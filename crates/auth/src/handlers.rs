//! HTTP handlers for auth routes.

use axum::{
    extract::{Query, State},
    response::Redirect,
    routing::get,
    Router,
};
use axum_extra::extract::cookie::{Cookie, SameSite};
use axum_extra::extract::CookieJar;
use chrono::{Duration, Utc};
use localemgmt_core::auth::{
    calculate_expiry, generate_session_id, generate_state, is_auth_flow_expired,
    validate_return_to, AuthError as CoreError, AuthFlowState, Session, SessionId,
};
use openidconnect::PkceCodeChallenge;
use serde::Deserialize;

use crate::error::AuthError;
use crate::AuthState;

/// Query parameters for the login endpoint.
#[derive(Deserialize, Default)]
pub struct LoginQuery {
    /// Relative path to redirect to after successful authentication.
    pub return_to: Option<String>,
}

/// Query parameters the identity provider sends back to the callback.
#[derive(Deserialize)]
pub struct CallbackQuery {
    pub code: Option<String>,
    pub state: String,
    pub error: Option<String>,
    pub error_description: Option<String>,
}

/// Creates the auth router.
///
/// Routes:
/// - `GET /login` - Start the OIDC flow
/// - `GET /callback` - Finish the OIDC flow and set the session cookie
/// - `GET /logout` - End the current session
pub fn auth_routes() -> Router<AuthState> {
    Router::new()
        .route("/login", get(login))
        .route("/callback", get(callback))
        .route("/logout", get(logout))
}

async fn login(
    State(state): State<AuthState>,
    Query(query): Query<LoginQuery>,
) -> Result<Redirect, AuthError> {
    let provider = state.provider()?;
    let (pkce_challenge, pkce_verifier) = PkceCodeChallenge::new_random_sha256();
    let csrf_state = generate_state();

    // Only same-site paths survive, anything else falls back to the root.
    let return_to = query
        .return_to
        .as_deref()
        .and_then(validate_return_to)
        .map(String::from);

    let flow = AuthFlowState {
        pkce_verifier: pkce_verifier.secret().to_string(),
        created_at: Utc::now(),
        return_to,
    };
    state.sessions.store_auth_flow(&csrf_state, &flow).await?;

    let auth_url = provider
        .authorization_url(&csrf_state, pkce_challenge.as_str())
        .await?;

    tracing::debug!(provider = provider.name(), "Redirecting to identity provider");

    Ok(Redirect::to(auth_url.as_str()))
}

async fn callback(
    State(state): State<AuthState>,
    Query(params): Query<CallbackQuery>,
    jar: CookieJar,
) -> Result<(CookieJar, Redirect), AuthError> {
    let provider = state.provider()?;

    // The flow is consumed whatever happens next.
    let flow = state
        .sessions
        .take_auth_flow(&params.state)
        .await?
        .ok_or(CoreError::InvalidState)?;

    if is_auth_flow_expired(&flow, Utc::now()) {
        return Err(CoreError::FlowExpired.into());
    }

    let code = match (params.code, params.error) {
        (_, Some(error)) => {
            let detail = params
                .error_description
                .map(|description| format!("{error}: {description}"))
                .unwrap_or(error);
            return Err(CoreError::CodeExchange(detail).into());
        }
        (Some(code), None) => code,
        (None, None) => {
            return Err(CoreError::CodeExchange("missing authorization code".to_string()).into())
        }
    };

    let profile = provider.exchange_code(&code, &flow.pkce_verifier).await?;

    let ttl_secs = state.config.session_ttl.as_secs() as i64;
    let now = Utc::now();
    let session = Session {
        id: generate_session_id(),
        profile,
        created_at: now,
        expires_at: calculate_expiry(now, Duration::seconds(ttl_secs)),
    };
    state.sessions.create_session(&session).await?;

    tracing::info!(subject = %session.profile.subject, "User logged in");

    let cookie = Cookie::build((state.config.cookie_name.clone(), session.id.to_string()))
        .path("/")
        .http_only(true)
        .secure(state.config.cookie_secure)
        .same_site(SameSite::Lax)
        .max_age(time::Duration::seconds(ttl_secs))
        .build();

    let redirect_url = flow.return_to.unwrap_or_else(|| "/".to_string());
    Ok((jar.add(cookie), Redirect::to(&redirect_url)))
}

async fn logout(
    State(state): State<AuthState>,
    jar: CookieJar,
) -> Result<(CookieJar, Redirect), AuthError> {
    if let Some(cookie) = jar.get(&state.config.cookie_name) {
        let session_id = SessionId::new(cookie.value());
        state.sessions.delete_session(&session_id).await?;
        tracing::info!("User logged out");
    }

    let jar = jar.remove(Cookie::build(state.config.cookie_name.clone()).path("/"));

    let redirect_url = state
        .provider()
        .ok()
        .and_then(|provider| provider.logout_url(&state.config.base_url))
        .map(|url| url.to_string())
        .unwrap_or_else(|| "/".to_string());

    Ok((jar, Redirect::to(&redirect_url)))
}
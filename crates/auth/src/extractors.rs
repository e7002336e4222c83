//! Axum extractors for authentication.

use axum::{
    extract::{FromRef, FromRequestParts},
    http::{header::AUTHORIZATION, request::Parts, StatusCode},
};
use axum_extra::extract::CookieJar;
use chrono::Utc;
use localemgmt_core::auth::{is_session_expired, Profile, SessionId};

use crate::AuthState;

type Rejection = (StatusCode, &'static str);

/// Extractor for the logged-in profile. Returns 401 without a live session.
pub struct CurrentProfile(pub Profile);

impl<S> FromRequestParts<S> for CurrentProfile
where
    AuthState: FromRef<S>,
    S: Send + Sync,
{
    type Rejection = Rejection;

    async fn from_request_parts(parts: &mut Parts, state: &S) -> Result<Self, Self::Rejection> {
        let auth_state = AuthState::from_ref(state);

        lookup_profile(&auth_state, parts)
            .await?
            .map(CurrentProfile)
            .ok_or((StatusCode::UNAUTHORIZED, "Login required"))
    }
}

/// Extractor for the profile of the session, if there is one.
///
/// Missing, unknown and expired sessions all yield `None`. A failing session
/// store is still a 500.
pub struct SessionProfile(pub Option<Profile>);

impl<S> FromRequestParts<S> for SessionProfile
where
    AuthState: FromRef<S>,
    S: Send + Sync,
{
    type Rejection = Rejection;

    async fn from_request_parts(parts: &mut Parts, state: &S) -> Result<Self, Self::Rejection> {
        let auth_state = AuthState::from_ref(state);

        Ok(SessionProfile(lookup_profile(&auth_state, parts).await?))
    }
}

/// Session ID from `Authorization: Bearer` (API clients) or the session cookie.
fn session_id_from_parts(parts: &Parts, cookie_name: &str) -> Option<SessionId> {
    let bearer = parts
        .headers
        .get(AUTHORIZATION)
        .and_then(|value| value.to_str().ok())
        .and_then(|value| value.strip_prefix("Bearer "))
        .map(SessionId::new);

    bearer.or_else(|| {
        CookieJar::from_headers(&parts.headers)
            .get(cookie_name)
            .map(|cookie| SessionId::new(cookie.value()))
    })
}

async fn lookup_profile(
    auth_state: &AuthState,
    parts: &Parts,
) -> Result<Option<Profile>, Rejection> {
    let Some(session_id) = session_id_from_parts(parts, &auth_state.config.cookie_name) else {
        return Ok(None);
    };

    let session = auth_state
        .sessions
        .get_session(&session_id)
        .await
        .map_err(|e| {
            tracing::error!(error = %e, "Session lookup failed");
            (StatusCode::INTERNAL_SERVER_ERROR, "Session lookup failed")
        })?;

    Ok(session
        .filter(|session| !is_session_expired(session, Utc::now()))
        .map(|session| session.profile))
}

---

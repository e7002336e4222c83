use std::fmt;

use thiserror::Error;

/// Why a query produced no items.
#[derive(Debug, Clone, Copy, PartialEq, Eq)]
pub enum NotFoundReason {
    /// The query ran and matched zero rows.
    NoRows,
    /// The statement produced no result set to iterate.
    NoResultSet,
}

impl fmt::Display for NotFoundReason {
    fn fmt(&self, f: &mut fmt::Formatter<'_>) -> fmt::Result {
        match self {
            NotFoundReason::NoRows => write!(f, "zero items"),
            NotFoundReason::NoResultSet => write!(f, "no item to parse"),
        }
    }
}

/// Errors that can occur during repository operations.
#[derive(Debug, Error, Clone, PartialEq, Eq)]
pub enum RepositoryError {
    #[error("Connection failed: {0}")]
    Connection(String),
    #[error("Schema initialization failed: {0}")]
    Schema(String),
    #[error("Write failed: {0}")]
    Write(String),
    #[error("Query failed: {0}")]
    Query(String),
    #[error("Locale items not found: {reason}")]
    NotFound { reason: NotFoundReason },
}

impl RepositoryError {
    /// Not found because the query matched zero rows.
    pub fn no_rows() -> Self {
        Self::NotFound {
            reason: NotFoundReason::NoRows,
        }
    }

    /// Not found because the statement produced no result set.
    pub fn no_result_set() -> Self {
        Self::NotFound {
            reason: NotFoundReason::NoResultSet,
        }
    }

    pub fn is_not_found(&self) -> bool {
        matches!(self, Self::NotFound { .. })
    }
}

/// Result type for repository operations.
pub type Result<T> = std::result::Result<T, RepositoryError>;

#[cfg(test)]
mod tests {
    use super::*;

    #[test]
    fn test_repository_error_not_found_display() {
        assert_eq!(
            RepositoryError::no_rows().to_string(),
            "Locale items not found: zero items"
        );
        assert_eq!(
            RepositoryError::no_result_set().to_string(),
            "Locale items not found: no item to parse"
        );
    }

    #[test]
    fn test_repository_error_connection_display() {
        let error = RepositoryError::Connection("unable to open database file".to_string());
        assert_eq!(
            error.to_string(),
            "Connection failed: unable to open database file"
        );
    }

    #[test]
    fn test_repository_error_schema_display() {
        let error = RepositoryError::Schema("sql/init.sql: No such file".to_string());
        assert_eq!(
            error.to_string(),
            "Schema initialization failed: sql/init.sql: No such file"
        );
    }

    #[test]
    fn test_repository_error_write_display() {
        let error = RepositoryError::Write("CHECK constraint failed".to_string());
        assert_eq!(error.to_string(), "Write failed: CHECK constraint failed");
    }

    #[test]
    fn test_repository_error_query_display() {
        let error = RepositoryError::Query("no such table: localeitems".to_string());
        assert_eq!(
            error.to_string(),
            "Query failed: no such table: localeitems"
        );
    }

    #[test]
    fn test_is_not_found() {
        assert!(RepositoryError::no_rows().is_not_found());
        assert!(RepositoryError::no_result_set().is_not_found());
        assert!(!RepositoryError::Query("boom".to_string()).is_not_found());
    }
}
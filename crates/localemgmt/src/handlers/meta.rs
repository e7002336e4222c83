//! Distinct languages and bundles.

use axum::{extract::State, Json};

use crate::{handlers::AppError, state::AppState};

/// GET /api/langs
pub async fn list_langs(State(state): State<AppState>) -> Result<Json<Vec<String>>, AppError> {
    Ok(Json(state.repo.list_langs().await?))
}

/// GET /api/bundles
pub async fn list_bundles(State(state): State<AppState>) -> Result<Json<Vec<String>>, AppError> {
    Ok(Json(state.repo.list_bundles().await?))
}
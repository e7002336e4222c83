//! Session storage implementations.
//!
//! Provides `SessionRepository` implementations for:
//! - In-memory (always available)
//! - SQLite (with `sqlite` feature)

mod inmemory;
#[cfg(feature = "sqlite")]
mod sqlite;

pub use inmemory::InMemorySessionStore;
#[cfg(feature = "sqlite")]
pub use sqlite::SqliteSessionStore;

== REQUIREMENT ==
In the data above, how many lines hold the string "because"? Give the number by itself.

== RESPONSE ==
2